In Costa Rica, way back in the day, there were railroads and ports to build and Jamaicans came to Costa Rica to work. Some never left the province of Limón, where the port was, and that province still has a large population of Afro-Caribbean people to this day. This is where my father is from.

THIS is a mouthful in itself. By now, this person who wanted to know the answer to this extremely personal question in the first place has made an excuse to find another partygoer to talk to.

It is, however, only the beginning.

In addition to being an Afro-Costa Rican, my father was also nonexistent while I was growing up and was, therefore, unable to tell me exactly what an Afro-Costa Rican was.

My mother went on to single-handedly raise my younger brother and me with a grace and dignity that I someday hope to possess a tenth of. My childhood was filled with love and laughter and I rarely wanted for anything… except maybe an answer as to why we didn’t look the same as everyone else in our family.

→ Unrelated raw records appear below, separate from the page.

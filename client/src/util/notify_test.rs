use super::*;

fn status_error(raw: &str) -> ApiError {
    ApiError::Status { status: 400, body: Some(serde_json::from_str(raw).unwrap()) }
}

#[test]
fn error_text_prefixes_known_kinds() {
    assert_eq!(
        error_text(&status_error(r#"{"error":{"code":"VALIDATION_ERROR","message":"Password too short"}}"#)),
        "Validation Error: Password too short"
    );
    assert_eq!(
        error_text(&status_error(r#"{"type":"FileError","detail":"Unsupported file type"}"#)),
        "File Error: Unsupported file type"
    );
    assert_eq!(
        error_text(&status_error(r#"{"type":"ConflictError","detail":"Username already exists"}"#)),
        "Conflict: Username already exists"
    );
}

#[test]
fn error_text_leaves_generic_errors_unprefixed() {
    assert_eq!(error_text(&status_error(r#"{"detail":"Incorrect username or password"}"#)), "Incorrect username or password");
    assert_eq!(error_text(&ApiError::Network("Failed to fetch".to_owned())), "Failed to fetch");
}

#[test]
fn error_text_leaves_non_validation_codes_unprefixed() {
    assert_eq!(
        error_text(&status_error(
            r#"{"error":{"code":"DATABASE_ERROR","message":"An error occurred while accessing the database"}}"#
        )),
        "An error occurred while accessing the database"
    );
}

#[test]
fn notify_pushes_notices_with_levels() {
    Owner::new().with(|| {
        let notices = RwSignal::new(NoticeState::default());
        notify_invalid(notices, "Please enter a question");
        notify_success(notices, "Document enabled for QA");
        notify_error(notices, &status_error(r#"{"error":{"code":"NOT_FOUND_ERROR","message":"Document not found"}}"#));
        let items = notices.get_untracked().items;
        assert_eq!(items.len(), 3);
        assert_eq!(items[0].level, NoticeLevel::Error);
        assert_eq!(items[1].level, NoticeLevel::Success);
        assert_eq!(items[2].text, "Document not found");
    });
}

I was older than what seems possible when I realized it for the first time. This is because no one in my family ever really mentioned the fact that our skin color didn’t match theirs. It wasn’t a forbidden topic… it just didn’t matter to them. They just loved me. I could obviously see the physical difference but since there was never any real importance to it I didn’t have to think about it.

The revelation happened right around the time I started middle school. That magical time when children are the cruelest.

I went to a predominately white private school at the time.

My hair has always been a little kinky and unmanageable.

Some innocently ignorant child made a hurtful observation and, just like that, the veil was lifted.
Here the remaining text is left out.